I was on the coach with my legs up on the wall, my head slinging off the edge of the coach. He came and sat next to me and the coach sunk slightly under his weight.

"I went to Greenwich Village to find you, but you weren't there anymore. That's not much staying power. It's like fishing. It'll take some time for a bite. It's all in the water."

I sat up and turned to him. "Well the water must have been really good today because I sold everything."

It was true. I sold every last one. Even the ones that were plain and boring, and completely random. An auction like situation even arose when two customers tussled over a painting of a cat.

Dimitri's reaction brought a smile to my lips. His jaw slackened. "All of them? How much did you get?"

"Enough to buy you lunch. Come on."

He raised an eyebrow. I whipped out a wad of cash and smiled, triumphant. "$1000."

And like that, my paintings continued to sell. No matter how much I charged, or how mundane the subject matter was, people bought my paintings. My cancer had awoken something within me. I didn't just see the world. I understood it. I saw beyond its superficial façade and its flaws. I saw truth. I saw beauty. I saw the flawed and the flawless. I saw the pained and the painless. My senses were open to everything.

I couldn't have predicted what happened next. Happiness and blinding colour began to grow and ooze and leak into my life, and into my paintings. My paintings told my whole story. And much more. My hands were empty a couple of months ago. Now they were full. I drew popcorn hands. I drew a woman with flowers, her eyes full of love.

I drew pictures of a couple in love. They stood in an embrace in some photos. In others, they kissed. Sometimes they simply looked at each other. In one, they stood in front of a police car flashing with sirens, kissing feverishly.

I had a particular favourite, one I refused to sell no matter how good anyone thought it was. The couple was at Greenwich Village. The woman sat at a table with a folding chair and a handful of paintings. Her dark brown hair was short and spiky, her brown eyes, large and excited. The man was leaning over the table, his smiling face near hers. His hair was secured demurely at the nape of his neck. He was tall and had brown soft eyes. Their lips almost touched. She looked up at him, her face raised to the heavens, smiling, aching with young love.

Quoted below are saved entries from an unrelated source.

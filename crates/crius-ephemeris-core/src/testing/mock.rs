use crate::adapter::EphemerisAdapter;
use crate::error::EphemerisError;
use crate::types::{
    normalize_degrees, EphemerisSettings, GeoLocation, HousePositions, LayerPositions,
    PlanetPosition, ZodiacType, ANGLE_KEYS, HOUSE_CUSP_KEYS,
};
use chrono::{DateTime, Utc};
use std::collections::BTreeMap;
use std::sync::atomic::{AtomicUsize, Ordering};
use std::sync::Mutex;

/// (id, mean longitude at J2000 in degrees, mean daily motion in degrees)
const MEAN_ELEMENTS: &[(&str, f64, f64)] = &[
    ("sun", 280.460, 0.985_647_4),
    ("moon", 218.316, 13.176_396),
    ("mercury", 252.251, 4.092_339),
    ("venus", 181.980, 1.602_130),
    ("mars", 355.433, 0.524_033),
    ("jupiter", 34.351, 0.083_091),
    ("saturn", 50.077, 0.033_460),
    ("uranus", 314.055, 0.011_733),
    ("neptune", 304.349, 0.005_990),
    ("pluto", 238.929, 0.003_970),
    ("north_node", 125.045, -0.052_954),
    ("south_node", 305.045, -0.052_954),
];

const SIDEREAL_DAY_MOTION: f64 = 360.985_647_366_29;
const GMST_AT_J2000: f64 = 280.460_618_37;
/// Rough Lahiri offset; the mock only needs sidereal output to differ.
const MOCK_AYANAMSA: f64 = 24.0;

/// 2000-01-01T12:00:00Z as Unix milliseconds
const J2000_UNIX_MS: i64 = 946_728_000_000;

fn days_since_j2000(dt: DateTime<Utc>) -> f64 {
    (dt.timestamp_millis() - J2000_UNIX_MS) as f64 / 86_400_000.0
}

fn mean_elements(id: &str) -> (f64, f64) {
    MEAN_ELEMENTS
        .iter()
        .find(|(name, _, _)| *name == id)
        .map(|(_, lon, speed)| (*lon, *speed))
        .unwrap_or_else(|| {
            // stable stand-in for unknown bodies
            let seed = id.bytes().fold(17u32, |acc, b| acc.wrapping_mul(31).wrapping_add(b as u32));
            ((seed % 360) as f64, 1.0)
        })
}

fn synthetic_positions(
    dt_utc: DateTime<Utc>,
    location: Option<&GeoLocation>,
    settings: &EphemerisSettings,
) -> LayerPositions {
    let days = days_since_j2000(dt_utc);
    let offset = match settings.zodiac_type {
        ZodiacType::Tropical => 0.0,
        ZodiacType::Sidereal => MOCK_AYANAMSA,
    };

    let planets = settings
        .include_objects
        .iter()
        .map(|id| {
            let (epoch_lon, speed) = mean_elements(&id.to_lowercase());
            let position = PlanetPosition {
                lon: normalize_degrees(epoch_lon + speed * days - offset),
                lat: 0.0,
                speed_lon: speed,
                retrograde: speed < 0.0,
            };
            (id.clone(), position)
        })
        .collect();

    let houses = location.map(|loc| {
        let mc = normalize_degrees(GMST_AT_J2000 + SIDEREAL_DAY_MOTION * days + loc.lon - offset);
        let asc = normalize_degrees(mc + 90.0);
        let cusps = HOUSE_CUSP_KEYS
            .iter()
            .enumerate()
            .map(|(i, key)| (key.to_string(), normalize_degrees(asc + 30.0 * i as f64)))
            .collect();
        let angles = ANGLE_KEYS
            .iter()
            .zip([asc, mc, mc + 180.0, asc + 180.0])
            .map(|(key, deg)| (key.to_string(), normalize_degrees(deg)))
            .collect();
        HousePositions {
            system: settings.house_system.clone(),
            cusps,
            angles,
        }
    });

    LayerPositions { planets, houses }
}

enum Behavior {
    Synthetic,
    Fixed(LayerPositions),
    Fail(EphemerisError),
}

/// Arguments of one `calc_positions` call.
#[derive(Debug, Clone, PartialEq)]
pub struct MockCall {
    pub dt_utc: DateTime<Utc>,
    pub location: Option<GeoLocation>,
    pub settings: EphemerisSettings,
}

/// Deterministic adapter for tests.
///
/// By default positions come from mean daily motions measured from J2000:
/// exactly the requested objects, plus equal houses anchored on the
/// location's longitude when a location is given. Every call is recorded,
/// failing ones included.
pub struct MockEphemerisAdapter {
    behavior: Behavior,
    call_count: AtomicUsize,
    last_call: Mutex<Option<MockCall>>,
}

impl Default for MockEphemerisAdapter {
    fn default() -> Self {
        Self::new()
    }
}

impl MockEphemerisAdapter {
    pub fn new() -> Self {
        Self::with_behavior(Behavior::Synthetic)
    }

    /// Always return `positions`, whatever the inputs.
    pub fn with_return_value(positions: LayerPositions) -> Self {
        Self::with_behavior(Behavior::Fixed(positions))
    }

    /// Always fail with `error`.
    pub fn failing(error: EphemerisError) -> Self {
        Self::with_behavior(Behavior::Fail(error))
    }

    fn with_behavior(behavior: Behavior) -> Self {
        Self {
            behavior,
            call_count: AtomicUsize::new(0),
            last_call: Mutex::new(None),
        }
    }

    pub fn call_count(&self) -> usize {
        self.call_count.load(Ordering::SeqCst)
    }

    pub fn last_call(&self) -> Option<MockCall> {
        self.last_call
            .lock()
            .unwrap_or_else(|e| e.into_inner())
            .clone()
    }

    pub fn last_dt(&self) -> Option<DateTime<Utc>> {
        self.last_call().map(|c| c.dt_utc)
    }

    pub fn last_location(&self) -> Option<GeoLocation> {
        self.last_call().and_then(|c| c.location)
    }

    pub fn last_settings(&self) -> Option<EphemerisSettings> {
        self.last_call().map(|c| c.settings)
    }
}

impl EphemerisAdapter for MockEphemerisAdapter {
    type Error = EphemerisError;

    fn calc_positions(
        &self,
        dt_utc: DateTime<Utc>,
        location: Option<&GeoLocation>,
        settings: &EphemerisSettings,
    ) -> Result<LayerPositions, EphemerisError> {
        self.call_count.fetch_add(1, Ordering::SeqCst);
        *self.last_call.lock().unwrap_or_else(|e| e.into_inner()) = Some(MockCall {
            dt_utc,
            location: location.copied(),
            settings: settings.clone(),
        });

        match &self.behavior {
            Behavior::Synthetic => Ok(synthetic_positions(dt_utc, location, settings)),
            Behavior::Fixed(positions) => Ok(positions.clone()),
            Behavior::Fail(error) => Err(error.clone()),
        }
    }
}

/// Mock adapter returning the given planets and houses on every call.
pub fn create_test_adapter(
    planets: Option<BTreeMap<String, PlanetPosition>>,
    houses: Option<HousePositions>,
) -> MockEphemerisAdapter {
    MockEphemerisAdapter::with_return_value(LayerPositions {
        planets: planets.unwrap_or_default(),
        houses,
    })
}

#[cfg(test)]
mod tests {
    use super::*;
    use chrono::TimeZone;

    fn j2000() -> DateTime<Utc> {
        Utc.with_ymd_and_hms(2000, 1, 1, 12, 0, 0).unwrap()
    }

    #[test]
    fn test_sun_at_j2000() {
        let settings = EphemerisSettings::tropical("placidus", ["sun"]);
        let positions = synthetic_positions(j2000(), None, &settings);
        let sun = positions.planets["sun"];
        assert!((sun.lon - 280.460).abs() < 1e-9);
        assert!(!sun.retrograde);
    }

    #[test]
    fn test_nodes_are_retrograde() {
        let settings = EphemerisSettings::tropical("placidus", ["north_node", "south_node"]);
        let positions = synthetic_positions(j2000(), None, &settings);
        assert!(positions.planets["north_node"].retrograde);
        let diff = normalize_degrees(
            positions.planets["south_node"].lon - positions.planets["north_node"].lon,
        );
        assert!((diff - 180.0).abs() < 1e-9);
    }

    #[test]
    fn test_sidereal_shifts_longitudes() {
        let tropical = EphemerisSettings::tropical("placidus", ["moon"]);
        let sidereal = EphemerisSettings::sidereal("lahiri", "placidus", ["moon"]);
        let t = synthetic_positions(j2000(), None, &tropical).planets["moon"].lon;
        let s = synthetic_positions(j2000(), None, &sidereal).planets["moon"].lon;
        assert!((normalize_degrees(t - s) - MOCK_AYANAMSA).abs() < 1e-9);
    }

    #[test]
    fn test_unknown_body_is_stable() {
        assert_eq!(mean_elements("ceres"), mean_elements("ceres"));
        let (lon, _) = mean_elements("ceres");
        assert!((0.0..360.0).contains(&lon));
    }

    #[test]
    fn test_equal_houses_follow_ascendant() {
        let settings = EphemerisSettings::tropical("equal", ["sun"]);
        let loc = GeoLocation::new(51.48, 0.0);
        let houses = synthetic_positions(j2000(), Some(&loc), &settings).houses.unwrap();
        let asc = houses.angle("asc").unwrap();
        assert_eq!(houses.cusps["1"], asc);
        assert!((normalize_degrees(houses.cusps["4"] - asc) - 90.0).abs() < 1e-9);
    }
}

So, Dimitri loved Rose. Despite everything. What a guy.

And Groundhog Day is actually one of MY favourite movies. I'm still working out why I love it so much. And of course, Bruce Springsteen...!

I can't write this chapter and not bring this up:

I'd like to dedicate this chapter to my aunt, a beautiful woman who was taken away from us, too soon. She died of breast cancer years ago, and it broke all our hearts. I love you. We think of you everyday. I could never understand what you went through. All I know was that you were brave. You were strong. It hurt so much, but you fought. I hope you're living somewhere beautiful, where there are no pain and tears. My pen name, Lysa, is for you.